Moisture intrusion can be a problem all year. A simple definition of moisture intrusion is that excessive moisture can cause damage to buildings, accidents, and the growth of mold.
Water damage restoration specialists are often busy during winter with calls from customers who have suffered flooding in their homes and businesses. Restoration experts know that winter weather can cause moisture intrusion, which is not surprising for these customers.
It is crucial to locate the source of the moisture intrusion so that restoration projects can be completed without further flooding. As you find the source of moisture, extensive moisture testing is necessary throughout the structure. You can make your moisture intrusion inspection a lot easier by starting with winter’s most likely sources.
A burst water line is one of the main sources of moisture intrusion during winter. Water expands when it freezes. The ice that forms in water pipes has no other place to go and fills them completely, causing water flow problems. The pipe becomes plugged and causes an excessive pressure.
It is often simple to locate burst pipes with just a little effort. Burst pipes are most likely to burst if they are exposed to the elements without insulation. This makes them easier to spot unaided. Burst pipes that are hidden under floors or within walls can be difficult to locate. These signs include discolored walls and floors, standing water puddles, musty odors, and mold growth.
A good place to start is inspecting the blueprints of the building for pipes and using moisture meters along with floors and walls where pipes run.
The roof or attic of a structure is another source of moisture intrusion during winter. The roof of a structure is often covered in snow during winter. There are many ways this can lead to water flooding.
A discoloration in the ceiling or walls high up on the roof is one way to tell if moisture intrusion has occurred. The attic space insulation can be tested to determine if moisture intrusion is occurring in that area.
Flooding from snow accumulations near doors should be treated as a matter of course. A water removal system should be used to remove standing water puddles and a water circulation system should be set up to move the moist air out.
The doorframe seals should be regularly inspected and repaired to prevent moisture intrusion. It is important that the building owner be reminded to remove large snowfalls from the structure as soon as possible.

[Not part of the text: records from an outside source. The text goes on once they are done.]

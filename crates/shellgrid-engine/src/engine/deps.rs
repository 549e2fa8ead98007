//! Dependency extraction from cell text.
//!
//! A cell refers to another cell through shell variable expansion: `$A1` or
//! `${A1}`. Bare `A1`-looking text is not a reference. The executor later
//! exports each referenced cell's output under the same variable name, so
//! these rules follow what the shell itself would expand:
//!
//! - `$A1x` and `$A1_2` name a different variable and are not references
//! - `$$A1` is the shell's pid followed by the literal text `A1`, while
//!   `$$$A1` is the pid followed by a reference
//! - `${A1}` must be closed by `}`
//!
//! Rows with leading zeros (`$F010`) and row zero (`$A0`) are not valid
//! references; they are dropped silently.

use regex::Regex;

use super::cell::CellKind;
use super::cell_ref::CellRef;

/// Compiled patterns for reading cell text.
///
/// Build one per process (or per sheet) and hand it to whatever needs to scan
/// cells; cloning is cheap since the compiled regexes are shared.
#[derive(Clone, Debug)]
pub struct CellSyntax {
    reference: Regex,
    files: Regex,
}

impl CellSyntax {
    pub fn new() -> Self {
        CellSyntax {
            reference: Regex::new(r"\$(\{?)([A-Z]+)([0-9]+)")
                .expect("cell reference regex must compile"),
            files: Regex::new(r"^FILES\((.*)\)$").expect("FILES marker regex must compile"),
        }
    }

    /// Extract every cell reference from the text, left to right.
    /// Duplicates are kept.
    pub fn references(&self, text: &str) -> Vec<CellRef> {
        let bytes = text.as_bytes();
        let mut refs = Vec::new();

        for caps in self.reference.captures_iter(text) {
            let whole = caps.get(0).expect("group 0 always matches");
            let braced = !caps[1].is_empty();

            // "$$" is a special shell parameter, so an odd run of `$` before
            // the match swallows its sigil.
            let dollars = bytes[..whole.start()]
                .iter()
                .rev()
                .take_while(|&&b| b == b'$')
                .count();
            if dollars % 2 == 1 {
                continue;
            }

            let next = bytes.get(whole.end()).copied();
            if braced {
                if next != Some(b'}') {
                    continue;
                }
            } else if next.is_some_and(|b| b.is_ascii_alphanumeric() || b == b'_') {
                continue;
            }

            let Some(col) = CellRef::letters_to_col(&caps[2]) else {
                continue;
            };
            let Some(row) = CellRef::parse_row(&caps[3]) else {
                continue;
            };
            refs.push(CellRef::new(col, row));
        }

        refs
    }

    /// Return the glob pattern if the whole (trimmed) cell is a `FILES(...)` marker.
    pub fn file_pattern<'a>(&self, text: &'a str) -> Option<&'a str> {
        self.files
            .captures(text.trim())
            .and_then(|caps| caps.get(1))
            .map(|m| m.as_str())
    }

    pub fn is_file_producer(&self, text: &str) -> bool {
        self.file_pattern(text).is_some()
    }

    /// Classify a cell by its text.
    pub fn kind<'a>(&self, text: &'a str) -> CellKind<'a> {
        if let Some(pattern) = self.file_pattern(text) {
            CellKind::FileProducer { pattern }
        } else if self.references(text).is_empty() {
            CellKind::Literal
        } else {
            CellKind::Computed
        }
    }
}

impl Default for CellSyntax {
    fn default() -> Self {
        Self::new()
    }
}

It can take time and resources to repair a roof or attic leak. The roof must be replaced if it is damaged. In winter, when water can get under or into the seals and freeze, patches may not be sufficient.
Also, insulation between the roof of the building and the roof may need to be removed or replaced. Water trapped in insulation can lead to mold and bacterial growth, which could pose a threat to the structure of the building and/or present respiratory dangers for the occupants.